Capture One is perhaps best known for its robust tethered shooting capability, which allows you to auto-apply exposure adjustments and editing presets to each image as soon as it is captured. With a compatible camera attached you can even control shooting parameters and fire the shutter. New to version 7 is live view capability directly in the application for select DSLRs.
Photographers whose work goes off to a four-color press will appreciate the ability of Capture One Pro 7 to output raw files in a CMYK color space, while those involved with self-publishing efforts may benefit from the ability to overlay an existing graphics file (headline text, for example) to aid with image composition and cropping.
Lightroom 4 has expanded its offerings significantly from its original release in 2006. Version 4 offers a Map module which allows for both automatic and manual geo-tagging of images. A new Book module lets users design custom photo books and even place orders directly through the app with the online book publisher Blurb.

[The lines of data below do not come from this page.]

use crate::api::handlers::auth::MAX_LOGIN_WINDOW_MINUTES;
use clap::{Arg, Command};

pub const ARG_PORT: &str = "port";
pub const ARG_DSN: &str = "dsn";
pub const ARG_SERVICE_KEY: &str = "service-key";
pub const ARG_FRONTEND_BASE_URL: &str = "frontend-base-url";
pub const ARG_LOGIN_WINDOW_MINUTES: &str = "login-window-minutes";
pub const ARG_LOGIN_MAX_FAILURES: &str = "login-max-failures";

/// `hrms server`: the login, admin and audit API.
#[must_use]
pub fn command() -> Command {
    Command::new("server")
        .about("Run the HTTP API")
        .arg(
            Arg::new(ARG_PORT)
                .short('p')
                .long("port")
                .help("Port to listen on")
                .default_value("8080")
                .env("HRMS_PORT")
                .value_parser(clap::value_parser!(u16)),
        )
        .arg(
            Arg::new(ARG_DSN)
                .short('d')
                .long("dsn")
                .help("Audit store connection string")
                .long_help(
                    "PostgreSQL connection string for the audit trail. Without it records are kept in memory and the login ceiling only holds for this process.",
                )
                .env("HRMS_DSN"),
        )
        .arg(
            Arg::new(ARG_SERVICE_KEY)
                .long("service-key")
                .help("Identity provider service key, required to create accounts")
                .env("HRMS_SERVICE_KEY")
                .hide_env_values(true),
        )
        .arg(
            Arg::new(ARG_FRONTEND_BASE_URL)
                .long("frontend-base-url")
                .help("Frontend base URL allowed by CORS")
                .env("HRMS_FRONTEND_BASE_URL")
                .default_value("http://localhost:3000"),
        )
        .arg(
            Arg::new(ARG_LOGIN_WINDOW_MINUTES)
                .long("login-window-minutes")
                .help("Trailing window, in minutes, for counting failed logins (at most one week)")
                .env("HRMS_LOGIN_WINDOW_MINUTES")
                .default_value("15")
                .value_parser(clap::value_parser!(i64).range(1..=MAX_LOGIN_WINDOW_MINUTES)),
        )
        .arg(
            Arg::new(ARG_LOGIN_MAX_FAILURES)
                .long("login-max-failures")
                .help("Failed logins within the window before login is refused")
                .env("HRMS_LOGIN_MAX_FAILURES")
                .default_value("10")
                .value_parser(clap::value_parser!(i64).range(1..)),
        )
}
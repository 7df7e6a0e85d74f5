//! Authenticated principal extraction and authorization helpers.
//!
//! Flow Overview: read the bearer token, resolve it to a live identity with the provider,
//! and return a principal that downstream handlers can use. The role is whatever the
//! provider reports now, never a value cached in the token.

use super::{error::ApiError, utils::extract_bearer_token};
use crate::identity::{Identity, IdentityProvider, ProviderError, Role};
use axum::http::HeaderMap;
use tracing::error;

/// Identity behind the request's bearer token.
#[derive(Clone, Debug)]
pub struct Principal {
    pub identity: Identity,
    pub access_token: String,
}

impl Principal {
    #[must_use]
    pub fn has_role(&self, allowed: &[Role]) -> bool {
        allowed.contains(&self.identity.role)
    }
}

/// Resolve the bearer token into a principal, or 401 when absent or dead.
///
/// # Errors
/// `Unauthenticated` when the token is missing or not live, `Unavailable` when the
/// provider cannot be reached.
pub async fn require_auth(
    headers: &HeaderMap,
    provider: &dyn IdentityProvider,
) -> Result<Principal, ApiError> {
    let Some(access_token) = extract_bearer_token(headers) else {
        return Err(ApiError::Unauthenticated("Missing bearer token".to_string()));
    };

    match provider.get_user(&access_token).await {
        Ok(identity) => Ok(Principal {
            identity,
            access_token,
        }),
        Err(ProviderError::Unavailable(reason)) => {
            error!("Identity provider unavailable: {reason}");
            Err(ApiError::Unavailable(
                "Identity provider unavailable".to_string(),
            ))
        }
        Err(err) => {
            error!("Failed to resolve bearer token: {err}");
            Err(ApiError::Unauthenticated("Unauthorized".to_string()))
        }
    }
}

/// # Errors
/// `Forbidden` when the principal's role is not in `allowed`.
pub fn require_role(principal: &Principal, allowed: &[Role]) -> Result<(), ApiError> {
    if principal.has_role(allowed) {
        Ok(())
    } else {
        Err(ApiError::Forbidden("Forbidden".to_string()))
    }
}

|Also new to Lightroom 4 is the ability to soft-proof your images, previewing changes in contrast, color and saturation that will occur when printing your image so that you can proactively make a separate set of adjustments to compensate for them.|
All three applications offer color-managed printing with user-selectable output sharpening and print resolution, along with the ability to print multiple images on a page. Lightroom 4 and Capture One Pro 7 both offer a choice of rendering intents when an ICC output profile is selected and watermark options. Lightroom 4 is the only app that allows freeform (non-grid) image placement, which is helpful when printing images of dissimilar aspect ratios and resolution.

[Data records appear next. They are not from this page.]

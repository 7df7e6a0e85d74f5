//! Append-only audit trail.
//!
//! The trail is both the security log shown to operators and the only input to the
//! server-side login ceiling: failed logins are counted straight from it, so there is no
//! separate counter to drift out of sync.

pub mod memory;
pub mod postgres;

use async_trait::async_trait;
use chrono::{DateTime, Utc};
use serde::{Deserialize, Serialize};
use serde_json::Value;
use std::fmt;
use thiserror::Error;
use tracing::warn;
use utoipa::ToSchema;
use uuid::Uuid;

pub use memory::MemoryAuditStore;
pub use postgres::PgAuditStore;

/// Category shared by every authentication event.
pub const CATEGORY_AUTH: &str = "auth";

/// Most records the reader returns per query.
pub const DEFAULT_LIST_LIMIT: i64 = 200;

#[derive(Debug, Clone, Copy, PartialEq, Eq)]
pub enum AuditAction {
    LoginFailed,
    LoginSuccess,
    AdminCreateUser,
}

impl AuditAction {
    #[must_use]
    pub const fn as_str(self) -> &'static str {
        match self {
            Self::LoginFailed => "LOGIN_FAILED",
            Self::LoginSuccess => "LOGIN_SUCCESS",
            Self::AdminCreateUser => "ADMIN_CREATE_USER",
        }
    }
}

impl fmt::Display for AuditAction {
    fn fmt(&self, f: &mut fmt::Formatter<'_>) -> fmt::Result {
        f.write_str(self.as_str())
    }
}

/// Event to append. `timestamp` comes from the caller's clock.
#[derive(Debug, Clone)]
pub struct NewAuditEvent {
    pub timestamp: DateTime<Utc>,
    pub actor_user_id: Option<String>,
    pub actor_email: Option<String>,
    pub action: AuditAction,
    pub category: &'static str,
    pub entity_type: &'static str,
    pub entity_id: Option<String>,
    pub ip_address: Option<String>,
    pub metadata: Option<Value>,
}

impl NewAuditEvent {
    /// Authentication event about an account.
    #[must_use]
    pub fn auth(action: AuditAction, timestamp: DateTime<Utc>) -> Self {
        Self {
            timestamp,
            actor_user_id: None,
            actor_email: None,
            action,
            category: CATEGORY_AUTH,
            entity_type: "Auth",
            entity_id: None,
            ip_address: None,
            metadata: None,
        }
    }

    #[must_use]
    pub fn with_actor(mut self, user_id: Option<&str>, email: Option<&str>) -> Self {
        self.actor_user_id = user_id.map(str::to_string);
        self.actor_email = email.map(str::to_string);
        self
    }

    #[must_use]
    pub fn with_entity(mut self, entity_type: &'static str, entity_id: Option<&str>) -> Self {
        self.entity_type = entity_type;
        self.entity_id = entity_id.map(str::to_string);
        self
    }

    #[must_use]
    pub fn with_ip(mut self, ip_address: Option<String>) -> Self {
        self.ip_address = ip_address;
        self
    }

    #[must_use]
    pub fn with_metadata(mut self, metadata: Value) -> Self {
        self.metadata = Some(metadata);
        self
    }
}

/// Stored audit record as returned by the reader.
#[derive(Debug, Clone, PartialEq, Serialize, Deserialize, ToSchema)]
pub struct AuditRecord {
    pub id: Uuid,
    pub timestamp: DateTime<Utc>,
    pub actor_user_id: Option<String>,
    pub actor_email: Option<String>,
    pub action: String,
    pub category: String,
    pub entity_type: String,
    pub entity_id: Option<String>,
    pub ip_address: Option<String>,
    #[schema(value_type = Option<Object>)]
    pub metadata: Option<Value>,
}

impl AuditRecord {
    #[must_use]
    pub fn from_event(id: Uuid, event: NewAuditEvent) -> Self {
        Self {
            id,
            timestamp: event.timestamp,
            actor_user_id: event.actor_user_id,
            actor_email: event.actor_email,
            action: event.action.as_str().to_string(),
            category: event.category.to_string(),
            entity_type: event.entity_type.to_string(),
            entity_id: event.entity_id,
            ip_address: event.ip_address,
            metadata: event.metadata,
        }
    }

    fn matches(&self, filter: &AuditFilter) -> bool {
        if let Some(category) = filter.category() {
            if self.category != category {
                return false;
            }
        }
        match filter.search() {
            None => true,
            Some(needle) => {
                let needle = needle.to_lowercase();
                [
                    Some(self.action.as_str()),
                    self.actor_email.as_deref(),
                    Some(self.entity_type.as_str()),
                ]
                .into_iter()
                .flatten()
                .any(|field| field.to_lowercase().contains(&needle))
            }
        }
    }
}

/// Reader-side filter. `category == "all"` and blank values mean "no filter".
#[derive(Debug, Clone, Default, PartialEq, Eq)]
pub struct AuditFilter {
    search: Option<String>,
    category: Option<String>,
}

impl AuditFilter {
    #[must_use]
    pub fn new(search: Option<&str>, category: Option<&str>) -> Self {
        let clean = |value: Option<&str>| {
            value
                .map(str::trim)
                .filter(|value| !value.is_empty())
                .map(str::to_string)
        };
        Self {
            search: clean(search),
            category: clean(category).filter(|category| category != "all"),
        }
    }

    #[must_use]
    pub fn search(&self) -> Option<&str> {
        self.search.as_deref()
    }

    #[must_use]
    pub fn category(&self) -> Option<&str> {
        self.category.as_deref()
    }
}

#[derive(Debug, Error)]
pub enum AuditError {
    #[error("Database error: {0}")]
    Database(#[from] sqlx::Error),
    #[error("Audit store unavailable: {0}")]
    Unavailable(String),
}

#[async_trait]
pub trait AuditStore: Send + Sync {
    /// Append one event.
    async fn record(&self, event: NewAuditEvent) -> Result<(), AuditError>;

    /// Count `auth` / `LOGIN_FAILED` events for `email` at or after `since`.
    async fn count_login_failures(
        &self,
        email: &str,
        since: DateTime<Utc>,
    ) -> Result<i64, AuditError>;

    /// Newest first, at most [`DEFAULT_LIST_LIMIT`] records.
    async fn list(&self, filter: &AuditFilter) -> Result<Vec<AuditRecord>, AuditError>;

    /// Backend reachability, reported by `/health`.
    async fn ping(&self) -> Result<(), AuditError>;

    /// Short backend name for logs and health output.
    fn backend(&self) -> &'static str;
}

/// Append `event`, logging and swallowing any failure.
pub async fn record_best_effort(store: &dyn AuditStore, event: NewAuditEvent) {
    let action = event.action;
    if let Err(err) = store.record(event).await {
        warn!("Failed to record audit event {action}: {err}");
    }
}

TWO-WAY TIE: Lightroom 4 clearly has the larger feature set. And recent additions like mapping and book-creation modules as well as soft-proofing reflect its appeal among a wide range of users. Yet Capture One Pro 7 has two features, namely robust support for tethered shooting and a focus check tool that may well be indispensable for product and studio photographers.
After taking an in-depth look at the performance of Capture One Pro 7, DxO Optics Pro 8 and Lightroom 4, it's clear that these applications all have areas of strength and weakness relative to each other. And that's undoubtedly good, as there's no truly bad choice among them. But this does make it more difficult as a consumer to decide among them. Indeed, selecting the 'best' raw converter really means identifying the one that best fits your photographic needs and priorities. With that in mind, let's recap the results from our showdown.
If you regularly come back with hundreds of images from a shoot, your first objective is evaluating what you have, separating the keepers from the rejects. While Capture One Pro 7 can import and render image previews twice as fast as Lightroom 4, Adobe's raw converter pays big workflow dividends as you can cycle quickly through your newly imported images without waiting for the screen to refresh with high resolution previews. To be fair, the lag in Capture One Pro 7 is only a second or two between images, and only occurs with the first instance of a newly imported file. And both apps outperform DxO Optics Pro 8, whose image preview cache appears to be rebuilt every time you relaunch the app.
And while Lightroom 4 does not allow you to export files to multiple formats all in one go, as both its rivals do, it does export images in about half the time.
While image quality is what most of us think of as the defining trait of a raw converter, the truth is that the differences among Capture One Pro 7, DxO Optics Pro 8 and Lightroom 4 are relatively small. And those that do exist, revolve around default image rendering. Where global color, contrast and saturation are involved, it's rare that you achieve a result in one converter that cannot be reasonably matched in the others.
Having said that, there is obvious benefit to having the most pleasing image to work with at the very start of the image editing process. And while each app handles colors from some camera models better than others, it's hard to find much fault with DxO Optics Pro 8's default settings. Its highlight recovery and moiré removal capabilities are not as robust as the competition, and luminance noise reduction at very high ISO values can be overly aggressive, but if I were on a tight deadline and had to export a JPEG to a client with no time for even basic manual corrections, I'd probably have more confidence in DxO Optics Pro 8 to produce the most pleasing file.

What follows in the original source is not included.